100 ml of toluene and 8.4 g of K₂CO₃(61 mmol), are added to a 250 ml three-neck reflux reactor equipped with a magnetic stirrer and a thermometer, then 2 g of 7-hydroxychromone (12 mmol) and 10.14 g of 2-bromobutane (82 mmol) are added to the mixture. For the phase transfer catalyst, 0.1 g of tetrabutyl ammonium hydrogen sulfate is added. The mixture is stirred under reflux for 6 h at 120° C. and the organic phase is recovered by decanting, washed with distilled water, dried with Na₂SO₄and then evaporated. The resulting oily mixture is purified by column chromatography with silica gel (eluent: ethyl acetate 2 hexane 8).
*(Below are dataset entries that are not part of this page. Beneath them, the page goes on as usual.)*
//! `termspec validate` (spec.md section 6).

use std::path::{Path, PathBuf};

use anyhow::Result;
use chrono::Utc;
use colored::Colorize;
use termspec_core::findings::Severity;
use termspec_core::pipeline::{self, BuildOptions};

/// Runs the pipeline through rendering and validation only -- no remote
/// fetches, no output written -- and prints every recorded finding.
///
/// Returns `1` if any warning- or error-severity findings were recorded, `0`
/// otherwise, and `2` on a fatal pipeline error.
pub async fn run(manifest: Option<PathBuf>, base_dir: &Path) -> Result<i32> {
    let now = Utc::now();
    let options = BuildOptions {
        base_dir: base_dir.to_path_buf(),
        manifest_path: manifest,
        no_fetch: true,
        timestamp: now.to_rfc3339(),
        unix_ms: now.timestamp_millis(),
        current_date: now.format("%d %B %Y").to_string(),
        write_output: false,
    };

    let findings = match pipeline::validate_only(&options).await {
        Ok(findings) => findings,
        Err(err) => {
            eprintln!("{} {err}", "error:".red().bold());
            return Ok(2);
        }
    };

    if findings.is_empty() {
        println!("{} no issues found", "validate:".green().bold());
        return Ok(0);
    }

    let mut has_problems = false;
    for finding in &findings {
        has_problems |= matches!(finding.severity, Severity::Warning | Severity::Error);
        let label = match finding.severity {
            Severity::Info => "info".normal(),
            Severity::Warning => "warn".yellow().bold(),
            Severity::Error => "error".red().bold(),
        };
        println!("{label} [{}] {}", finding.operation, finding.message);
    }

    Ok(i32::from(has_problems))
}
The pure product is obtained in the form of a yellow oil with a yield equal to 73%.

Example 2: Synthesis of Racemic 7-sec-pentoxychromone (2CPT)

100 ml of toluene and 4.2 g of K₂CO₃(30.6 mmol), are added to a 250 ml three-neck reflux reactor equipped with a magnetic stirrer and a thermometer, then 1 g of 7-hydroxychromone (6.15 mmol) and 5 g of 2-bromopentane (41.2 mmol) are added to the mixture. For the phase transfer catalyst, 0.05 g of tetrabutyl ammonium hydrogen sulfate is added. The mixture is stirred under reflux for 6 h at 120° C. and the organic phase is recovered by decanting, washed with distilled water, dried with Na₂SO₄and then evaporated. The oily mixture is purified by column chromatography with silica gel (eluent: ethyl acetate 2 hexane 8). The pure product is obtained in the form of a yellow oil with a yield equal to 33.1%.
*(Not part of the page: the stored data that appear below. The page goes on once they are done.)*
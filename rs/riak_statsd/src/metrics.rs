//! Selection and statsd encoding of Riak stats.
//!
//! The whitelist is a hash map, so the order of the encoded lines is not
//! defined and may differ between runs. Collectors treat each line
//! independently.

use std::{collections::HashMap, fmt, sync::Arc};

use serde_json::Value;

use crate::upstream::StatusDocument;

#[derive(Clone, Copy, Debug, PartialEq, Eq, Hash)]
pub enum MetricType {
    Gauge,
    Timing,
}

impl MetricType {
    pub fn tag(&self) -> &'static str {
        match self {
            Self::Gauge => "g",
            Self::Timing => "ms",
        }
    }
}

impl fmt::Display for MetricType {
    fn fmt(&self, f: &mut fmt::Formatter<'_>) -> fmt::Result {
        f.write_str(self.tag())
    }
}

use MetricType::{Gauge, Timing};

const RIAK_METRICS: &[(&str, MetricType)] = &[
    ("node_gets", Gauge),
    ("node_puts", Gauge),
    ("vnode_gets", Gauge),
    ("vnode_puts", Gauge),
    ("read_repairs", Gauge),
    ("read_repairs_total", Gauge),
    ("node_get_fsm_objsize_mean", Gauge),
    ("node_get_fsm_objsize_median", Gauge),
    ("node_get_fsm_objsize_95", Gauge),
    ("node_get_fsm_objsize_100", Gauge),
    ("node_get_fsm_time_mean", Timing),
    ("node_get_fsm_time_median", Timing),
    ("node_get_fsm_time_95", Timing),
    ("node_get_fsm_time_100", Timing),
    ("node_put_fsm_time_mean", Timing),
    ("node_put_fsm_time_median", Timing),
    ("node_put_fsm_time_95", Timing),
    ("node_put_fsm_time_100", Timing),
    ("node_get_fsm_siblings_mean", Gauge),
    ("node_get_fsm_siblings_median", Gauge),
    ("node_get_fsm_siblings_95", Gauge),
    ("node_get_fsm_siblings_100", Gauge),
    ("memory_processes_used", Gauge),
    ("node_get_fsm_active", Gauge),
    ("node_get_fsm_active_60s", Gauge),
    ("node_get_fsm_in_rate", Gauge),
    ("node_get_fsm_out_rate", Gauge),
    ("node_get_fsm_rejected", Gauge),
    ("node_get_fsm_rejected_60s", Gauge),
    ("node_get_fsm_rejected_total", Gauge),
    ("node_put_fsm_active", Gauge),
    ("node_put_fsm_active_60s", Gauge),
    ("node_put_fsm_in_rate", Gauge),
    ("node_put_fsm_out_rate", Gauge),
    ("node_put_fsm_rejected", Gauge),
    ("node_put_fsm_rejected_60s", Gauge),
    ("node_put_fsm_rejected_total", Gauge),
    ("index_fsm_create", Gauge),
    ("index_fsm_create_error", Gauge),
    ("index_fsm_active", Gauge),
    ("list_fsm_create", Gauge),
    ("list_fsm_create_error", Gauge),
    ("list_fsm_active", Gauge),
    ("sys_process_count", Gauge),
    ("coord_redirs_total", Gauge),
    ("pbc_connects", Gauge),
    ("pbc_active", Gauge),
];

/// Stat names relayed each cycle and their statsd types.
#[derive(Clone, Debug, PartialEq)]
pub struct Whitelist(HashMap<&'static str, MetricType>);

impl Whitelist {
    pub fn riak() -> Self {
        RIAK_METRICS.iter().copied().collect()
    }

    pub fn len(&self) -> usize {
        self.0.len()
    }

    pub fn is_empty(&self) -> bool {
        self.0.is_empty()
    }

    #[cfg(test)]
    pub fn get(&self, name: &str) -> Option<MetricType> {
        self.0.get(name).copied()
    }

    pub fn iter(&self) -> impl Iterator<Item = (&'static str, MetricType)> + '_ {
        self.0.iter().map(|(name, kind)| (*name, *kind))
    }
}

impl FromIterator<(&'static str, MetricType)> for Whitelist {
    fn from_iter<I: IntoIterator<Item = (&'static str, MetricType)>>(iter: I) -> Self {
        Self(iter.into_iter().collect())
    }
}

/// Renders a stat value for the wire. Strings go out without quotes, and a
/// missing stat or a JSON `null` renders as the empty string.
pub fn render_value(value: Option<&Value>) -> String {
    match value {
        None | Some(Value::Null) => String::new(),
        Some(Value::String(s)) => s.clone(),
        Some(v) => v.to_string(),
    }
}

/// Turns a status document into statsd lines, one per whitelisted stat.
#[derive(Clone, Debug)]
pub struct Encoder {
    whitelist: Arc<Whitelist>,
}

impl Encoder {
    pub fn new(whitelist: Arc<Whitelist>) -> Self {
        Self { whitelist }
    }

    /// Lines are `<node>.<name>:<value>|<tag>`. Every whitelisted stat is
    /// emitted whether or not the document has it.
    pub fn encode(&self, node: &str, doc: &StatusDocument) -> Vec<String> {
        self.whitelist
            .iter()
            .map(|(name, kind)| {
                format!("{node}.{name}:{}|{kind}", render_value(doc.get(name)))
            })
            .collect()
    }

    /// The datagram body: encoded lines joined by newlines.
    pub fn encode_payload(&self, node: &str, doc: &StatusDocument) -> String {
        self.encode(node, doc).join("\n")
    }
}

#[cfg(test)]
mod tests {
    use super::*;

    use serde_json::{json, Map};
    use std::collections::HashSet;

    fn doc(value: Value) -> StatusDocument {
        match value {
            Value::Object(map) => StatusDocument::from(map),
            _ => panic!("not an object"),
        }
    }

    fn full_doc() -> StatusDocument {
        let map: Map<String, Value> = RIAK_METRICS
            .iter()
            .enumerate()
            .map(|(i, (name, _))| (name.to_string(), Value::from(i as u64 * 10)))
            .collect();
        StatusDocument::from(map)
    }

    fn riak_encoder() -> Encoder {
        Encoder::new(Arc::new(Whitelist::riak()))
    }

    // ^\S+\.\S+:.+\|(g|ms)$
    fn is_well_formed(line: &str) -> bool {
        let Some((head, tag)) = line.rsplit_once('|') else {
            return false;
        };
        let Some((key, value)) = head.split_once(':') else {
            return false;
        };
        let Some((node, name)) = key.split_once('.') else {
            return false;
        };

        (tag == "g" || tag == "ms")
            && !value.is_empty()
            && !node.is_empty()
            && !name.is_empty()
            && !key.contains(char::is_whitespace)
    }

    #[test]
    fn it_has_the_riak_table() {
        let whitelist = Whitelist::riak();

        assert_eq!(whitelist.len(), 47);
        assert_eq!(whitelist.iter().filter(|(_, t)| *t == Timing).count(), 8);
        assert_eq!(whitelist.get("node_get_fsm_time_95"), Some(Timing));
        assert_eq!(whitelist.get("node_put_fsm_time_mean"), Some(Timing));
        assert_eq!(whitelist.get("node_get_fsm_objsize_95"), Some(Gauge));
        assert_eq!(whitelist.get("pbc_active"), Some(Gauge));
        assert_eq!(whitelist.get("nodename"), None);
    }

    #[test]
    fn it_tags_types() {
        assert_eq!(Gauge.to_string(), "g");
        assert_eq!(Timing.to_string(), "ms");
    }

    #[test]
    fn it_encodes_every_whitelisted_stat() {
        let encoder = riak_encoder();
        let lines = encoder.encode("riak", &full_doc());

        assert_eq!(lines.len(), 47);
        for line in &lines {
            assert!(is_well_formed(line), "malformed line {line:?}");
        }
        assert!(lines.contains(&"riak.node_gets:0|g".to_string()));
        assert!(lines.contains(&"riak.node_get_fsm_time_mean:100|ms".to_string()));
    }

    #[test]
    fn it_keeps_missing_stats() {
        let encoder = riak_encoder();
        let lines = encoder.encode("riak1", &doc(json!({"node_gets": 42})));

        assert_eq!(lines.len(), 47);
        assert!(lines.contains(&"riak1.node_gets:42|g".to_string()));
        assert!(lines.contains(&"riak1.pbc_active:|g".to_string()));
        assert!(lines.contains(&"riak1.node_put_fsm_time_100:|ms".to_string()));
    }

    #[test]
    fn it_encodes_empty_document() {
        let encoder = riak_encoder();
        let lines = encoder.encode("riak", &StatusDocument::default());

        assert_eq!(lines.len(), 47);
        assert!(lines.iter().all(|l| l.contains(":|")));
    }

    #[test]
    fn it_ignores_unlisted_stats() {
        let encoder = riak_encoder();
        let lines = encoder.encode("riak", &doc(json!({"ring_members": ["a", "b"]})));

        assert!(lines.iter().all(|l| !l.contains("ring_members")));
    }

    #[test]
    fn it_renders_values() {
        assert_eq!(render_value(None), "");
        assert_eq!(render_value(Some(&Value::Null)), "");
        assert_eq!(render_value(Some(&json!(42))), "42");
        assert_eq!(render_value(Some(&json!(-7))), "-7");
        assert_eq!(render_value(Some(&json!(1.5))), "1.5");
        assert_eq!(render_value(Some(&json!(0))), "0");
        assert_eq!(render_value(Some(&json!("riak@127.0.0.1"))), "riak@127.0.0.1");
        assert_eq!(render_value(Some(&json!(true))), "true");
        assert_eq!(render_value(Some(&json!([1, 2]))), "[1,2]");
    }

    #[test]
    fn it_passes_values_through() {
        let encoder = Encoder::new(Arc::new(Whitelist::from_iter([
            ("a", Gauge),
            ("b", Timing),
            ("c", Gauge),
        ])));
        let lines: HashSet<_> = encoder
            .encode("n", &doc(json!({"a": 3.25, "b": "fast", "c": null})))
            .into_iter()
            .collect();

        assert_eq!(
            lines,
            HashSet::from([
                "n.a:3.25|g".to_string(),
                "n.b:fast|ms".to_string(),
                "n.c:|g".to_string(),
            ])
        );
    }

    #[test]
    fn it_is_deterministic_up_to_order() {
        let encoder = riak_encoder();
        let doc = full_doc();

        let a: HashSet<_> = encoder.encode("riak", &doc).into_iter().collect();
        let b: HashSet<_> = riak_encoder().encode("riak", &doc).into_iter().collect();

        assert_eq!(a, b);
        assert_eq!(a.len(), 47);
    }

    #[test]
    fn it_joins_payload_lines() {
        let encoder = Encoder::new(Arc::new(Whitelist::from_iter([("a", Gauge)])));
        assert_eq!(encoder.encode_payload("n", &doc(json!({"a": 1}))), "n.a:1|g");

        let payload = riak_encoder().encode_payload("riak", &full_doc());
        assert_eq!(payload.lines().count(), 47);
        assert!(!payload.ends_with('\n'));
    }
}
Example 3: Synthesis of Racemic 7-sec-nonyloxychromone (3CPT)

100 ml of toluene and 2.13 g of K₂CO₃(15.3 mmol), are added to a 250 ml three-neck reflux reactor equipped with a magnetic stirrer and a thermometer, then 0.5 g of 7-hydroxychromone (3.1 mmol) and 3 g of 2-bromononane (20.6 mmol) are added to the mixture. For the phase transfer catalyst, 0.025 g of tetrabutyl ammonium hydrogen sulfate is added. The mixture is stirred under reflux for 6 h at 120° C. and the organic phase is recovered by decanting, washed with distilled water, dried with Na₂SO₄and then evaporated. The oily mixture is purified by column chromatography with silica gel (eluent: ethyl acetate 2 hexane 8). The pure product is obtained in the form of a yellow oil with a yield equal to 35.2%.

Example 4: Synthesis of 7-isopropyloxychromone (4CPT)
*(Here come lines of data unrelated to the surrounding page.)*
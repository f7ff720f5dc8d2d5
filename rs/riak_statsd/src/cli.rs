use std::ffi::OsString;

use clap::{Parser, ValueEnum};
use serde::Serialize;

use crate::core::{AUTHOR_NAME, SERVICE_NAME};

#[derive(Parser, Clone, Debug, Serialize)]
#[clap(name = SERVICE_NAME)]
#[clap(author = AUTHOR_NAME)]
#[clap(about = "Sends Riak stats to statsd every 60s")]
pub struct Cli {
    /// Riak node name, prefixed to every metric
    #[clap(long = "nodename", default_value = "riak")]
    pub nodename: String,

    /// Riak host
    #[clap(long = "riak_host", default_value = "127.0.0.1")]
    pub riak_host: String,

    /// Riak HTTP port
    #[clap(long = "riak_http_port", default_value = "8098")]
    pub riak_http_port: u16,

    /// Statsd host
    #[clap(long = "statsd_host", default_value = "127.0.0.1")]
    pub statsd_host: String,

    /// Statsd port
    #[clap(long = "statsd_port", default_value = "8125")]
    pub statsd_port: u16,

    /// Log line encoding
    #[clap(long = "log-format", value_enum, default_value_t = LogFormat::Text)]
    pub log_format: LogFormat,
}

#[derive(ValueEnum, Clone, Copy, Debug, PartialEq, Eq, Serialize)]
#[serde(rename_all = "lowercase")]
pub enum LogFormat {
    Text,
    Json,
}

/// Flags that are also accepted with a single dash, e.g. `-nodename=riak1`.
const SINGLE_DASH_FLAGS: &[&str] = &[
    "nodename",
    "riak_host",
    "riak_http_port",
    "statsd_host",
    "statsd_port",
];

/// Rewrites `-<flag>` to `--<flag>` for the flags in `SINGLE_DASH_FLAGS`.
/// Everything else is passed through untouched.
pub fn normalize_args<I, T>(args: I) -> Vec<OsString>
where
    I: IntoIterator<Item = T>,
    T: Into<OsString>,
{
    args.into_iter()
        .map(Into::into)
        .map(|arg| {
            let Some(flag) = arg.to_str().and_then(|s| s.strip_prefix('-')) else {
                return arg;
            };
            let name = flag.split('=').next().unwrap_or(flag);

            if SINGLE_DASH_FLAGS.contains(&name) {
                format!("--{flag}").into()
            } else {
                arg
            }
        })
        .collect()
}

impl Cli {
    /// Parses the process arguments, accepting single-dash flags.
    pub fn parse_args() -> Self {
        Self::parse_from(normalize_args(std::env::args_os()))
    }

    pub fn upstream_addr(&self) -> String {
        format!("{}:{}", self.riak_host, self.riak_http_port)
    }

    pub fn statsd_addr(&self) -> String {
        format!("{}:{}", self.statsd_host, self.statsd_port)
    }
}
7 ml of toluene and 0.8 g of K₂CO₃(5.8 mmol), 0.25 g of 7-hydroxychromone (1.54 mmol) are added to a 15 ml sealed tube equipped with magnetic stirrer and a thermometer, then 2 g of 2-bromopropane (16.26 mmol) are added to the mixture. As phase transfer catalyst, 0.4 g of tetrabutyl ammonium hydrogen sulfate is added. The mixture is stirred for 24 hours at 90° C. and the organic phase is recovered by decanting, washed with distilled water, dried with Na₂SO₄and then evaporated. The oily mixture is purified by column chromatography with silica gel (eluent: ethyl acetate 2 hexane 8). The pure product is obtained in the form of white solids with a yield equal to 29.4%.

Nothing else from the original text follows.